_Record excerpts_.
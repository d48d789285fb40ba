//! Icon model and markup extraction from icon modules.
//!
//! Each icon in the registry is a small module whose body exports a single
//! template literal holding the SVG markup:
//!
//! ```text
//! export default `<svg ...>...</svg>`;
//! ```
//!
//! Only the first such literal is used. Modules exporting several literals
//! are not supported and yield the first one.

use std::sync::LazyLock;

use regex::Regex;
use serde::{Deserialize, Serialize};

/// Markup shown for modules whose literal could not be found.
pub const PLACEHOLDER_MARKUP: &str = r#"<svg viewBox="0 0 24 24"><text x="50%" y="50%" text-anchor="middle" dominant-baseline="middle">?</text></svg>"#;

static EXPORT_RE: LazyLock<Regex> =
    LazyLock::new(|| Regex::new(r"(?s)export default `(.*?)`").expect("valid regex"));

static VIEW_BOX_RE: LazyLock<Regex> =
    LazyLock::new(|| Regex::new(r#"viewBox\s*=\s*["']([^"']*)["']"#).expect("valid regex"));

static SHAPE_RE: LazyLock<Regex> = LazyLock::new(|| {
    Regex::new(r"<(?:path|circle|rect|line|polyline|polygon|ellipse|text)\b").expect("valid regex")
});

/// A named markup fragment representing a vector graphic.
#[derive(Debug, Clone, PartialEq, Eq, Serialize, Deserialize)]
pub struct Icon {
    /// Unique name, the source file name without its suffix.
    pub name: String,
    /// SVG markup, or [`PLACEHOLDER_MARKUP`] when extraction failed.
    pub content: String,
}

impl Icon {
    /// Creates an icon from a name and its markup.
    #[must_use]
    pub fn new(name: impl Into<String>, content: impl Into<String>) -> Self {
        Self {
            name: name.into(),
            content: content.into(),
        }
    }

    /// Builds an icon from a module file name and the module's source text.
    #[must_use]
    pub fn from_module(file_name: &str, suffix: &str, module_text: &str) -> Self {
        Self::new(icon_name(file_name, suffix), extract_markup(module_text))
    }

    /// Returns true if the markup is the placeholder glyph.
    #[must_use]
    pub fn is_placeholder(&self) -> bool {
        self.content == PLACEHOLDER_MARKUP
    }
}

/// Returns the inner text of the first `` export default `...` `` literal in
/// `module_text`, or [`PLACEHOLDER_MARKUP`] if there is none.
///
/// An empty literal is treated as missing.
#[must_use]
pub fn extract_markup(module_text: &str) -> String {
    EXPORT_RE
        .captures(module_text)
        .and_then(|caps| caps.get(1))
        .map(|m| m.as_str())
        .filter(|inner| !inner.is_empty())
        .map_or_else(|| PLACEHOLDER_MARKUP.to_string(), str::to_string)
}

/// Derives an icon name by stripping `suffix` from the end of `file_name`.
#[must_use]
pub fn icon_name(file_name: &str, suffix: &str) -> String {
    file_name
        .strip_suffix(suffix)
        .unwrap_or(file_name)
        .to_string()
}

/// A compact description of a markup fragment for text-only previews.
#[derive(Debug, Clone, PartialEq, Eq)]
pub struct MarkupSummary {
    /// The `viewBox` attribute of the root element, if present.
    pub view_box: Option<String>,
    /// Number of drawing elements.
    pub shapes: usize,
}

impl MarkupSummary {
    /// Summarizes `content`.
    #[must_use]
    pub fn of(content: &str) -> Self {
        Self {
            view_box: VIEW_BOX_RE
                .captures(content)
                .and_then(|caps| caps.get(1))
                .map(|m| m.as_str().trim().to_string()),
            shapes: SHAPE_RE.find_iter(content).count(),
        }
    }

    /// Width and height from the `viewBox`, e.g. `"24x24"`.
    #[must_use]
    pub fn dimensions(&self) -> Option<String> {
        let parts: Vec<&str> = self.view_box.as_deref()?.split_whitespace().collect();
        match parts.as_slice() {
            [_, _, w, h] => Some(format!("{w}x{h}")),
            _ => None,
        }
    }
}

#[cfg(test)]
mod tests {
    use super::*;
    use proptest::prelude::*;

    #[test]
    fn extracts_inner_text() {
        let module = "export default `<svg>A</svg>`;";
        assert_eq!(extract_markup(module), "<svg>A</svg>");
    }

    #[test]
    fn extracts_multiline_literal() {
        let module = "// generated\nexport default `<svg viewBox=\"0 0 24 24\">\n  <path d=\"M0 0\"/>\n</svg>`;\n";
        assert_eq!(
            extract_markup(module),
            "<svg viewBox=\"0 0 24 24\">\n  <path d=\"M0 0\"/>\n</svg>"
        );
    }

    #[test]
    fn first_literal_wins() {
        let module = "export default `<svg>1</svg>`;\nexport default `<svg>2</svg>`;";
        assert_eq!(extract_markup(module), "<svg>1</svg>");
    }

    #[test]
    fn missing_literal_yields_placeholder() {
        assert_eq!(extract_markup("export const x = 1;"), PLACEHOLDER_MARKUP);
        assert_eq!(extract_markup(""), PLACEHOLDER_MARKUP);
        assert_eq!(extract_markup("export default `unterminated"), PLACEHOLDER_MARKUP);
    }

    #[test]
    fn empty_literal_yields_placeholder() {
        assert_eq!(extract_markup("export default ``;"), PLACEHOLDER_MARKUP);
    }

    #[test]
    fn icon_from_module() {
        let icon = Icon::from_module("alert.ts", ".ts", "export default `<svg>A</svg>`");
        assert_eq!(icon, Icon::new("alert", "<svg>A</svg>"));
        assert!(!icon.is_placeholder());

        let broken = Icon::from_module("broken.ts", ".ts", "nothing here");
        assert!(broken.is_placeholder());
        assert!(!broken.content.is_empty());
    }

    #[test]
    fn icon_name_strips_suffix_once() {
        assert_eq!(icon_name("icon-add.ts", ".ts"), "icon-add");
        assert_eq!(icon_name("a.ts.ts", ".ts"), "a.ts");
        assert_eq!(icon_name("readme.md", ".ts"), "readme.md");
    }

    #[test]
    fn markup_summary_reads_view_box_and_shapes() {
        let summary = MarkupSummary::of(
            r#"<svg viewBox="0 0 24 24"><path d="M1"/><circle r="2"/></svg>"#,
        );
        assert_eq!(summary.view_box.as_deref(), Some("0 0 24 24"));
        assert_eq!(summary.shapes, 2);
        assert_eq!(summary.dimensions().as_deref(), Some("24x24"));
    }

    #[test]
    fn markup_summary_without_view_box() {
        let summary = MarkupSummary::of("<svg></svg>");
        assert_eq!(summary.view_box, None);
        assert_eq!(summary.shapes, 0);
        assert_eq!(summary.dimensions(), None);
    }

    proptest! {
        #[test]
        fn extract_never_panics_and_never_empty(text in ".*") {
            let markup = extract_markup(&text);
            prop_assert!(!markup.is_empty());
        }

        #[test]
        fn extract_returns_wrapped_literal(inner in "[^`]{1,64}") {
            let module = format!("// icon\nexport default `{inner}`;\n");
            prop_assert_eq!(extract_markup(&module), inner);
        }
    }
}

==

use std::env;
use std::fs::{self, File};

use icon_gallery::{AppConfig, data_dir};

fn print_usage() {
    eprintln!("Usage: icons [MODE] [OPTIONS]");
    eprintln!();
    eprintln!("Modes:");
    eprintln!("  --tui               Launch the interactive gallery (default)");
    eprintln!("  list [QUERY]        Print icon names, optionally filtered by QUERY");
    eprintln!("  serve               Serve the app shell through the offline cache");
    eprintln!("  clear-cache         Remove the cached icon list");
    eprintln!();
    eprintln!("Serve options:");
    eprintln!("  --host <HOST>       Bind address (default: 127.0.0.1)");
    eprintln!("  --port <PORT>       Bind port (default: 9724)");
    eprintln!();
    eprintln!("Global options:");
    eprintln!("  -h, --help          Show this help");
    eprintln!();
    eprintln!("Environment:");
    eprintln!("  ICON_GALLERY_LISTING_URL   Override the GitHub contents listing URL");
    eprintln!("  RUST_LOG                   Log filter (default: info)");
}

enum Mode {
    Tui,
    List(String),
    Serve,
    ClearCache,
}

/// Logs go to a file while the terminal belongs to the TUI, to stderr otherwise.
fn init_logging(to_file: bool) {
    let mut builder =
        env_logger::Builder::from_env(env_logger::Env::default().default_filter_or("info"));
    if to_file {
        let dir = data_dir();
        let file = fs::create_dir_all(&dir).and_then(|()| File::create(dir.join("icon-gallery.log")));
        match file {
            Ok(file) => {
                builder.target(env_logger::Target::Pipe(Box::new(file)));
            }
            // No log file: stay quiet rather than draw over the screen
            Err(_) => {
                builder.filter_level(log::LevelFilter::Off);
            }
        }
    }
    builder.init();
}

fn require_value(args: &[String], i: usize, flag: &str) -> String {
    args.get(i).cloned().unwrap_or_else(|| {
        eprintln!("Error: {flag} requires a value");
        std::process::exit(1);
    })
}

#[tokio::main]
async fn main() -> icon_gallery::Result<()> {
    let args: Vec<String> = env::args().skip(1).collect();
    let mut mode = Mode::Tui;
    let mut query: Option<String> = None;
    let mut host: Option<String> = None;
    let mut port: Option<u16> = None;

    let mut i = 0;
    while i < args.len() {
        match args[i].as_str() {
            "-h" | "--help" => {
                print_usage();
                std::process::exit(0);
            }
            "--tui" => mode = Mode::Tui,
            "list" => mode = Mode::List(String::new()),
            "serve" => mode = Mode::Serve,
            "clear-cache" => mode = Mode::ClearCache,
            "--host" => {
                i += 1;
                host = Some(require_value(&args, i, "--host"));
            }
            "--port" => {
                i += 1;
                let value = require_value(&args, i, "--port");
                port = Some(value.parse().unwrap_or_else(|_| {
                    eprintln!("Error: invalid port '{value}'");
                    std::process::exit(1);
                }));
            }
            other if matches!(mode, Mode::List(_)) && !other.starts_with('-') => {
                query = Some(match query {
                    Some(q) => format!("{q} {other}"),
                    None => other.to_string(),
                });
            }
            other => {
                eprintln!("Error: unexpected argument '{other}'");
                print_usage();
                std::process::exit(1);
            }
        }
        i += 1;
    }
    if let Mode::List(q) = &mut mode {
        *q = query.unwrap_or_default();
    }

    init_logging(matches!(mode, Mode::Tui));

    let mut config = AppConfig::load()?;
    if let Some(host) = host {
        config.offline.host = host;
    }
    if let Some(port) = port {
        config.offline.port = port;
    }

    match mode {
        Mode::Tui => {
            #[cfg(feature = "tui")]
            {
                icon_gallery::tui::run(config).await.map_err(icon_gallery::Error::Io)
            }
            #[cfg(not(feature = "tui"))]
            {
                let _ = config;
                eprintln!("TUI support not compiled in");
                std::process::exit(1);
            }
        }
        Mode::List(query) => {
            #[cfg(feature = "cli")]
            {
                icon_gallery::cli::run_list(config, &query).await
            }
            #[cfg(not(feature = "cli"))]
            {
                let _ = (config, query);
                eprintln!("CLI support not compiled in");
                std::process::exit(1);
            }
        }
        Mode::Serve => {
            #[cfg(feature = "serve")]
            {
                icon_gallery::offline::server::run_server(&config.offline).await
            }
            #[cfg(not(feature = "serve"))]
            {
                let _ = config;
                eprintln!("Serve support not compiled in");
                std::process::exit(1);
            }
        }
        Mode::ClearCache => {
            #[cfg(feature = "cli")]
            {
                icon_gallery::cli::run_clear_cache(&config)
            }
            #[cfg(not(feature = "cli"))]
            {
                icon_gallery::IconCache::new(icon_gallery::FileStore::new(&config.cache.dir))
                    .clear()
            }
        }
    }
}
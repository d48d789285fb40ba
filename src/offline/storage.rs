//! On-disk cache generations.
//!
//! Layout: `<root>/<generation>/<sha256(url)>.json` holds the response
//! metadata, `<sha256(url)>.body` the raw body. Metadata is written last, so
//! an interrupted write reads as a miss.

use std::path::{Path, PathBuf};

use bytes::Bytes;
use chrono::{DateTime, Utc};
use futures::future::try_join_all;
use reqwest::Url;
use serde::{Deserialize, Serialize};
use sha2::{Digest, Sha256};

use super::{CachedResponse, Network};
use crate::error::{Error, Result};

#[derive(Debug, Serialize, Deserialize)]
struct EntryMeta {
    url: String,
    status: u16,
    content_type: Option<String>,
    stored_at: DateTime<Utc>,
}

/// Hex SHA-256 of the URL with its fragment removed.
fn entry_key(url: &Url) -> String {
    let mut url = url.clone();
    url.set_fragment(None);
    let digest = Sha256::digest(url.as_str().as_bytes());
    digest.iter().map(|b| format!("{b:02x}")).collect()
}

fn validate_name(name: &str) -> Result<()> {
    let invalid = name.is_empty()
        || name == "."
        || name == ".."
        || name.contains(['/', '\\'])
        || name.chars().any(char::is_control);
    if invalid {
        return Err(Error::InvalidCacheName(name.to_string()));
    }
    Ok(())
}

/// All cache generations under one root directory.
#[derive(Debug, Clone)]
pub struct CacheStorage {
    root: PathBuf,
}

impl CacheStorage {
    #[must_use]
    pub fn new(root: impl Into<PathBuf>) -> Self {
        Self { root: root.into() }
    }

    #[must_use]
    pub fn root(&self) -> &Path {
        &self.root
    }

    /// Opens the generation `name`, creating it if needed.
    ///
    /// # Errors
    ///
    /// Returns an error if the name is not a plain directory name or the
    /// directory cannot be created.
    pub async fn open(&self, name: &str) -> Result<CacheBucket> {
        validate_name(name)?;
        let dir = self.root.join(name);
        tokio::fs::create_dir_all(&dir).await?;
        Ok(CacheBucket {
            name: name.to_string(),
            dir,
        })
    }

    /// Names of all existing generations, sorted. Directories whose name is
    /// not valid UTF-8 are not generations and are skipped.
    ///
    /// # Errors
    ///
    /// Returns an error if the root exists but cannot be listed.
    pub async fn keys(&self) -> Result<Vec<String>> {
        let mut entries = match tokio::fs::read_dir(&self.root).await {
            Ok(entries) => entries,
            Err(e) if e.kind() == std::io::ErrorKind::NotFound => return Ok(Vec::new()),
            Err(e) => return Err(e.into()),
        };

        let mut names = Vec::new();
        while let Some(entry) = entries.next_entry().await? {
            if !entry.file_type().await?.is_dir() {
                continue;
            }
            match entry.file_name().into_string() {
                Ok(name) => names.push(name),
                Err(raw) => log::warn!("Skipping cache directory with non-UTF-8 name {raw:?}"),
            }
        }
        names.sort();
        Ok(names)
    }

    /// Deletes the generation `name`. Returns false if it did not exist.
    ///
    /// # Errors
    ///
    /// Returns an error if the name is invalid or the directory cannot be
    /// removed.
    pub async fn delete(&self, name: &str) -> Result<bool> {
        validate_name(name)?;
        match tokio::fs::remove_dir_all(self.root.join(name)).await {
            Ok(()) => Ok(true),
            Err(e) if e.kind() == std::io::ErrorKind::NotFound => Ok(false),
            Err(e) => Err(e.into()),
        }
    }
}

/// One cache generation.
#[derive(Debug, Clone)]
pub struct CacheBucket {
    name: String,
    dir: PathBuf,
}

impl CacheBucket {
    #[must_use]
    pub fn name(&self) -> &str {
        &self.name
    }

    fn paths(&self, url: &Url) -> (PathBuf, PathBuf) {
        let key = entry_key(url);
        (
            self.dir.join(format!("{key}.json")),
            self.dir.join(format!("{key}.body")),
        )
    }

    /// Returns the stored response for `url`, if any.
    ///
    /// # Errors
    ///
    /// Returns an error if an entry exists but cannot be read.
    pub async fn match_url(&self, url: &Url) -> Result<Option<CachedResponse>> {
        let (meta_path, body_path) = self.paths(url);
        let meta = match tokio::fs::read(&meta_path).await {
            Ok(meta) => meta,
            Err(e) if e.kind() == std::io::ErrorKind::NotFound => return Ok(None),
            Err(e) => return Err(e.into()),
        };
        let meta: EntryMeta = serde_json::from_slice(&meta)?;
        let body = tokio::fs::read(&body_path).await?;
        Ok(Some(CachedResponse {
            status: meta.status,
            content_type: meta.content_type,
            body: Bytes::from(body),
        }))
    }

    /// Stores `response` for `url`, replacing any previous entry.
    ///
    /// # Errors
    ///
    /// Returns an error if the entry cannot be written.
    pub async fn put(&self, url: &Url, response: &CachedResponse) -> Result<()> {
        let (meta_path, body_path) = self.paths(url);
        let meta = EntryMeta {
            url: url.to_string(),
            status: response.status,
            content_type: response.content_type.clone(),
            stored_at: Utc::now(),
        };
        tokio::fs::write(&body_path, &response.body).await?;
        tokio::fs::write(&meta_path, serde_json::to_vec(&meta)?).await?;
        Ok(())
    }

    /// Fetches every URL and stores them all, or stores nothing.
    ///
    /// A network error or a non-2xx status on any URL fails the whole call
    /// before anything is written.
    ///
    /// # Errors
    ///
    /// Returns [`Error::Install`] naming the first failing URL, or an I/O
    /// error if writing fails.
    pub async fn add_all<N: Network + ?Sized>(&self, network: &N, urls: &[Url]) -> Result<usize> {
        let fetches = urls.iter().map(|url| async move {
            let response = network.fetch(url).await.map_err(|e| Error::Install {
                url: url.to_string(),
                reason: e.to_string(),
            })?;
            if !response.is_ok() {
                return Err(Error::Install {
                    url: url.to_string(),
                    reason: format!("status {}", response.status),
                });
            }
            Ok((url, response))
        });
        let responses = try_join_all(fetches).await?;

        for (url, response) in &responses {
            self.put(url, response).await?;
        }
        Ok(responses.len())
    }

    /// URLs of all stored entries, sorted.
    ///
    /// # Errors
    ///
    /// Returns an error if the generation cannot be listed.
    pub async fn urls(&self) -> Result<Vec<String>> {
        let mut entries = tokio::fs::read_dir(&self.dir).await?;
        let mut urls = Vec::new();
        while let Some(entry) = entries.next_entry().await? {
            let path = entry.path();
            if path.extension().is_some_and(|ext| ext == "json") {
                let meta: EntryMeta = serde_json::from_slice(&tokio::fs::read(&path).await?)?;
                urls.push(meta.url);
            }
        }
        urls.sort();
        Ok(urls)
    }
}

_Aim of the exercise_. Reproduce, exactly as they stand in the data above, the lines from the one that holds "any previous entry." to the one that holds "let path = entry.path();", inclusive.

_Output_.
    /// Stores `response` for `url`, replacing any previous entry.
    ///
    /// # Errors
    ///
    /// Returns an error if the entry cannot be written.
    pub async fn put(&self, url: &Url, response: &CachedResponse) -> Result<()> {
        let (meta_path, body_path) = self.paths(url);
        let meta = EntryMeta {
            url: url.to_string(),
            status: response.status,
            content_type: response.content_type.clone(),
            stored_at: Utc::now(),
        };
        tokio::fs::write(&body_path, &response.body).await?;
        tokio::fs::write(&meta_path, serde_json::to_vec(&meta)?).await?;
        Ok(())
    }

    /// Fetches every URL and stores them all, or stores nothing.
    ///
    /// A network error or a non-2xx status on any URL fails the whole call
    /// before anything is written.
    ///
    /// # Errors
    ///
    /// Returns [`Error::Install`] naming the first failing URL, or an I/O
    /// error if writing fails.
    pub async fn add_all<N: Network + ?Sized>(&self, network: &N, urls: &[Url]) -> Result<usize> {
        let fetches = urls.iter().map(|url| async move {
            let response = network.fetch(url).await.map_err(|e| Error::Install {
                url: url.to_string(),
                reason: e.to_string(),
            })?;
            if !response.is_ok() {
                return Err(Error::Install {
                    url: url.to_string(),
                    reason: format!("status {}", response.status),
                });
            }
            Ok((url, response))
        });
        let responses = try_join_all(fetches).await?;

        for (url, response) in &responses {
            self.put(url, response).await?;
        }
        Ok(responses.len())
    }

    /// URLs of all stored entries, sorted.
    ///
    /// # Errors
    ///
    /// Returns an error if the generation cannot be listed.
    pub async fn urls(&self) -> Result<Vec<String>> {
        let mut entries = tokio::fs::read_dir(&self.dir).await?;
        let mut urls = Vec::new();
        while let Some(entry) = entries.next_entry().await? {
            let path = entry.path();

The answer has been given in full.